But it’s safe to say that your kids’ long-term fate will not be meaningfully affected by the speed and timing of potty training, the brand of educational videos you purchase, or the precise tone of voice in which you discipline. A large proportion of the Parenting Industrial Complex isn’t about kids — it’s about generating content for nervous parents who feel like they should be doing something.
I’ve made the point recently that there are a few other things that buck the trend of genetic determinism in parenting. Many of traits we associated with “good character” in children, the extent to which a child is comfortable physically touching others, the religious beliefs a child learns growing up (although not necessarily the way a child responds to those beliefs within that tradition), the language that a child learns, and the opportunities that a child has to learn new languages at an age young enough for that instruction to “take”, do have something to do with parenting choices.
Also, just because refraining from “abuse or neglect” and escaping its frequently companion, poverty, is commonplace, doesn’t mean that it is always easy when faced with a colicky baby or balancing the need to work long hours to be able to afford essentials and the need to be personally present with your children.

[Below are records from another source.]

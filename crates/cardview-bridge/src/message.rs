//! Envelope protocol spoken between the page and the native host.
//!
//! Every message travels as `{"type": ..., "payload": ..., "timestamp": ...}`.
//! The payload shape is fixed by `type`, so decoding goes through
//! [`Message`] rather than an open JSON map.

use cardview_common::{BridgeError, Card};
use serde::ser::SerializeStruct;
use serde::{Deserialize, Serialize, Serializer};

/// The closed set of envelope types.
#[derive(Debug, Clone, Copy, PartialEq, Eq, Hash, Serialize, Deserialize)]
#[serde(rename_all = "SCREAMING_SNAKE_CASE")]
pub enum MessageType {
    CardSelected,
    CardAction,
    Navigation,
    Error,
    Ready,
    DataRequest,
    DataResponse,
}

impl MessageType {
    pub fn as_str(self) -> &'static str {
        match self {
            Self::CardSelected => "CARD_SELECTED",
            Self::CardAction => "CARD_ACTION",
            Self::Navigation => "NAVIGATION",
            Self::Error => "ERROR",
            Self::Ready => "READY",
            Self::DataRequest => "DATA_REQUEST",
            Self::DataResponse => "DATA_RESPONSE",
        }
    }
}

impl std::fmt::Display for MessageType {
    fn fmt(&self, f: &mut std::fmt::Formatter<'_>) -> std::fmt::Result {
        f.write_str(self.as_str())
    }
}

#[derive(Debug, Clone, PartialEq, Serialize, Deserialize)]
#[serde(rename_all = "camelCase")]
pub struct CardSelectedPayload {
    pub card_id: String,
}

#[derive(Debug, Clone, PartialEq, Serialize, Deserialize)]
#[serde(rename_all = "camelCase")]
pub struct CardActionPayload {
    pub card_id: String,
    pub action: String,
}

#[derive(Debug, Clone, PartialEq, Serialize, Deserialize)]
pub struct NavigationPayload {
    pub route: String,
    #[serde(default, skip_serializing_if = "Option::is_none")]
    pub params: Option<serde_json::Map<String, serde_json::Value>>,
}

#[derive(Debug, Clone, PartialEq, Serialize, Deserialize)]
pub struct ErrorPayload {
    pub error: String,
}

#[derive(Debug, Clone, PartialEq, Serialize, Deserialize)]
#[serde(rename_all = "camelCase")]
pub struct DataRequestPayload {
    pub data_type: String,
}

#[derive(Debug, Clone, PartialEq, Default, Serialize, Deserialize)]
pub struct DataResponsePayload {
    #[serde(default, skip_serializing_if = "Option::is_none")]
    pub cards: Option<Vec<Card>>,
}

/// Serialized as `{}` for READY.
#[derive(Serialize)]
struct EmptyPayload {}

/// A message body, discriminated by its envelope type.
#[derive(Debug, Clone, PartialEq)]
pub enum Message {
    CardSelected(CardSelectedPayload),
    CardAction(CardActionPayload),
    Navigation(NavigationPayload),
    Error(ErrorPayload),
    Ready,
    DataRequest(DataRequestPayload),
    DataResponse(DataResponsePayload),
}

impl Message {
    pub fn kind(&self) -> MessageType {
        match self {
            Self::CardSelected(_) => MessageType::CardSelected,
            Self::CardAction(_) => MessageType::CardAction,
            Self::Navigation(_) => MessageType::Navigation,
            Self::Error(_) => MessageType::Error,
            Self::Ready => MessageType::Ready,
            Self::DataRequest(_) => MessageType::DataRequest,
            Self::DataResponse(_) => MessageType::DataResponse,
        }
    }

    pub fn card_selected(card_id: impl Into<String>) -> Self {
        Self::CardSelected(CardSelectedPayload {
            card_id: card_id.into(),
        })
    }

    pub fn card_action(card_id: impl Into<String>, action: impl Into<String>) -> Self {
        Self::CardAction(CardActionPayload {
            card_id: card_id.into(),
            action: action.into(),
        })
    }

    pub fn error(error: impl Into<String>) -> Self {
        Self::Error(ErrorPayload {
            error: error.into(),
        })
    }

    pub fn data_request(data_type: impl Into<String>) -> Self {
        Self::DataRequest(DataRequestPayload {
            data_type: data_type.into(),
        })
    }

    /// Decode a raw payload according to `kind`.
    ///
    /// A missing or `null` payload is read as `{}`, so READY and
    /// DATA_RESPONSE accept it while types with required fields reject it.
    pub fn from_parts(kind: MessageType, payload: serde_json::Value) -> Result<Self, BridgeError> {
        let payload = if payload.is_null() {
            serde_json::Value::Object(serde_json::Map::new())
        } else {
            payload
        };

        let mismatch = |e: serde_json::Error| BridgeError::PayloadMismatch {
            kind: kind.to_string(),
            reason: e.to_string(),
        };

        let message = match kind {
            MessageType::CardSelected => {
                Self::CardSelected(serde_json::from_value(payload).map_err(mismatch)?)
            }
            MessageType::CardAction => {
                Self::CardAction(serde_json::from_value(payload).map_err(mismatch)?)
            }
            MessageType::Navigation => {
                Self::Navigation(serde_json::from_value(payload).map_err(mismatch)?)
            }
            MessageType::Error => Self::Error(serde_json::from_value(payload).map_err(mismatch)?),
            MessageType::Ready => Self::Ready,
            MessageType::DataRequest => {
                Self::DataRequest(serde_json::from_value(payload).map_err(mismatch)?)
            }
            MessageType::DataResponse => {
                Self::DataResponse(serde_json::from_value(payload).map_err(mismatch)?)
            }
        };
        Ok(message)
    }
}

/// Wire form used for decoding before the payload is typed.
#[derive(Deserialize)]
struct RawEnvelope {
    #[serde(rename = "type")]
    kind: MessageType,
    #[serde(default)]
    payload: serde_json::Value,
    #[serde(default)]
    timestamp: i64,
}

/// A typed message plus the time (ms since the Unix epoch) it was sent.
#[derive(Debug, Clone, PartialEq, Deserialize)]
#[serde(try_from = "RawEnvelope")]
pub struct Envelope {
    pub message: Message,
    pub timestamp: i64,
}

impl Envelope {
    /// Wrap a message, stamping it with the current time.
    pub fn new(message: Message) -> Self {
        Self {
            message,
            timestamp: now_millis(),
        }
    }

    pub fn with_timestamp(message: Message, timestamp: i64) -> Self {
        Self { message, timestamp }
    }

    pub fn kind(&self) -> MessageType {
        self.message.kind()
    }

    /// Parse an envelope from JSON text.
    pub fn from_json(raw: &str) -> Result<Self, BridgeError> {
        serde_json::from_str(raw).map_err(|e| BridgeError::Parse(e.to_string()))
    }

    /// Parse an envelope from an already-structured value.
    pub fn from_value(value: serde_json::Value) -> Result<Self, BridgeError> {
        serde_json::from_value(value).map_err(|e| BridgeError::Parse(e.to_string()))
    }

    pub fn to_json(&self) -> Result<String, BridgeError> {
        serde_json::to_string(self).map_err(|e| BridgeError::Parse(e.to_string()))
    }
}

impl TryFrom<RawEnvelope> for Envelope {
    type Error = BridgeError;

    fn try_from(raw: RawEnvelope) -> Result<Self, Self::Error> {
        Ok(Self {
            message: Message::from_parts(raw.kind, raw.payload)?,
            timestamp: raw.timestamp,
        })
    }
}

impl Serialize for Envelope {
    fn serialize<S: Serializer>(&self, serializer: S) -> Result<S::Ok, S::Error> {
        let mut state = serializer.serialize_struct("Envelope", 3)?;
        state.serialize_field("type", &self.kind())?;
        match &self.message {
            Message::CardSelected(p) => state.serialize_field("payload", p)?,
            Message::CardAction(p) => state.serialize_field("payload", p)?,
            Message::Navigation(p) => state.serialize_field("payload", p)?,
            Message::Error(p) => state.serialize_field("payload", p)?,
            Message::Ready => state.serialize_field("payload", &EmptyPayload {})?,
            Message::DataRequest(p) => state.serialize_field("payload", p)?,
            Message::DataResponse(p) => state.serialize_field("payload", p)?,
        }
        state.serialize_field("timestamp", &self.timestamp)?;
        state.end()
    }
}

/// Milliseconds since the Unix epoch.
pub fn now_millis() -> i64 {
    chrono::Utc::now().timestamp_millis()
}

#[cfg(test)]
mod tests {
    use super::*;
    use serde_json::json;

    #[test]
    fn type_names_are_screaming_snake_case() {
        assert_eq!(
            serde_json::to_string(&MessageType::DataResponse).unwrap(),
            "\"DATA_RESPONSE\""
        );
        assert_eq!(MessageType::CardSelected.as_str(), "CARD_SELECTED");
        assert_eq!(MessageType::Ready.to_string(), "READY");
    }

    #[test]
    fn card_selected_wire_shape() {
        let env = Envelope::with_timestamp(Message::card_selected("card-003"), 1700000000000);
        let value: serde_json::Value = serde_json::to_value(&env).unwrap();
        assert_eq!(
            value,
            json!({
                "type": "CARD_SELECTED",
                "payload": { "cardId": "card-003" },
                "timestamp": 1700000000000i64
            })
        );
    }

    #[test]
    fn ready_serializes_empty_payload() {
        let env = Envelope::with_timestamp(Message::Ready, 5);
        let json = env.to_json().unwrap();
        assert_eq!(json, r#"{"type":"READY","payload":{},"timestamp":5}"#);
    }

    #[test]
    fn card_action_and_data_request_field_names() {
        let value =
            serde_json::to_value(Envelope::new(Message::card_action("card-001", "block"))).unwrap();
        assert_eq!(value["payload"], json!({ "cardId": "card-001", "action": "block" }));

        let value = serde_json::to_value(Envelope::new(Message::data_request("cards"))).unwrap();
        assert_eq!(value["payload"], json!({ "dataType": "cards" }));

        let value = serde_json::to_value(Envelope::new(Message::error("boom"))).unwrap();
        assert_eq!(value["payload"], json!({ "error": "boom" }));
    }

    #[test]
    fn new_envelope_is_stamped() {
        let before = now_millis();
        let env = Envelope::new(Message::Ready);
        let after = now_millis();
        assert!(env.timestamp >= before && env.timestamp <= after);
    }

    #[test]
    fn parses_data_response_with_cards() {
        let raw = r##"{
            "type": "DATA_RESPONSE",
            "payload": { "cards": [{
                "id": "card-009",
                "lastFourDigits": "0001",
                "cardholderName": "Ana Souza",
                "expirationMonth": 1,
                "expirationYear": 2030,
                "brand": "amex",
                "status": "pending",
                "limit": 1000,
                "availableLimit": 900,
                "isVirtual": false
            }] },
            "timestamp": 42
        }"##;
        let env = Envelope::from_json(raw).unwrap();
        assert_eq!(env.timestamp, 42);
        match env.message {
            Message::DataResponse(DataResponsePayload { cards: Some(cards) }) => {
                assert_eq!(cards.len(), 1);
                assert_eq!(cards[0].id, "card-009");
            }
            other => panic!("unexpected message: {other:?}"),
        }
    }

    #[test]
    fn data_response_without_cards() {
        let env = Envelope::from_json(r#"{"type":"DATA_RESPONSE","payload":{},"timestamp":1}"#)
            .unwrap();
        assert_eq!(env.message, Message::DataResponse(DataResponsePayload { cards: None }));
    }

    #[test]
    fn missing_payload_and_timestamp_default() {
        let env = Envelope::from_json(r#"{"type":"READY"}"#).unwrap();
        assert_eq!(env.message, Message::Ready);
        assert_eq!(env.timestamp, 0);
    }

    #[test]
    fn navigation_params_are_optional() {
        let env = Envelope::from_json(
            r#"{"type":"NAVIGATION","payload":{"route":"/invoice","params":{"month":10}},"timestamp":3}"#,
        )
        .unwrap();
        match env.message {
            Message::Navigation(nav) => {
                assert_eq!(nav.route, "/invoice");
                assert_eq!(nav.params.unwrap()["month"], json!(10));
            }
            other => panic!("unexpected message: {other:?}"),
        }
    }

    #[test]
    fn unknown_type_is_rejected() {
        let err = Envelope::from_json(r#"{"type":"EXEC","payload":{},"timestamp":1}"#).unwrap_err();
        assert!(matches!(err, BridgeError::Parse(_)));
    }

    #[test]
    fn payload_shape_is_enforced() {
        let err = Envelope::from_json(r#"{"type":"CARD_SELECTED","payload":{"id":"x"}}"#)
            .unwrap_err();
        assert!(err.to_string().contains("CARD_SELECTED"));

        assert!(Envelope::from_json(r#"{"type":"CARD_ACTION","payload":null}"#).is_err());
    }

    #[test]
    fn malformed_card_rejects_whole_envelope() {
        let raw = r#"{"type":"DATA_RESPONSE","payload":{"cards":[{"id":"x"}]}}"#;
        assert!(Envelope::from_json(raw).is_err());
    }

    #[test]
    fn from_value_accepts_structured_input() {
        let env = Envelope::from_value(json!({
            "type": "ERROR",
            "payload": { "error": "session expired" },
            "timestamp": 9
        }))
        .unwrap();
        assert_eq!(env.message, Message::error("session expired"));
    }

    #[test]
    fn non_json_text_is_a_parse_error() {
        assert!(matches!(
            Envelope::from_json("definitely not json"),
            Err(BridgeError::Parse(_))
        ));
    }
}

But, it is certainly fair to say that parents, especially affluent new parents with few children who grew up small families themselves, are prone to dramatically overestimate the role of parental nurture in how they turn out.
And, David Roberts, the author of this Vox article does have one other good caveat for us:
The alternative to viewing childhood as preparation is viewing it as life, to be savored and enjoyed. Life is just a series of moments, and it’s amazing how many of them we miss, rush past, or disrupt because our minds are elsewhere, anticipating the future or dwelling on the past. But a moment of joy or connection is its own justification, not a means to an end.
* Another Vox retread that has long been well established, but mysteriously hasn’t swept the nation despite being well established empirically is that: Giving housing to the homeless is three times cheaper than leaving them on the streets.
This miracle has been demonstrated over and over again, in Denver, in Southeast Colorado, in Central Florida, and in Charlotte, North Carolina, and in Utah, to name a few examples. Yet, it is so contrary to what “everyone knows is true” that politicians and the public stubbornly resist implementing this fairly simple idea.
* The same thing is true about the common American criminal justice practice about routinely incarcerating people charged with crimes pending trial if they can’t post bond, which many poor arrestees cannot.
The Vera Institute of Justice developed powerful empirical evidence in the 1960s that the modern institution of bail was unjust and that releasing all but a handful of high risk poor criminal defendants awaiting trial did not pose a heightened risk to public safety, greatly reduced the cost of the criminal justice system for the municipalities that adopted this reform (supervision by pretrial services officers costs about a tenth as much as keeping someone locked up), and produced more fair criminal justice outcomes.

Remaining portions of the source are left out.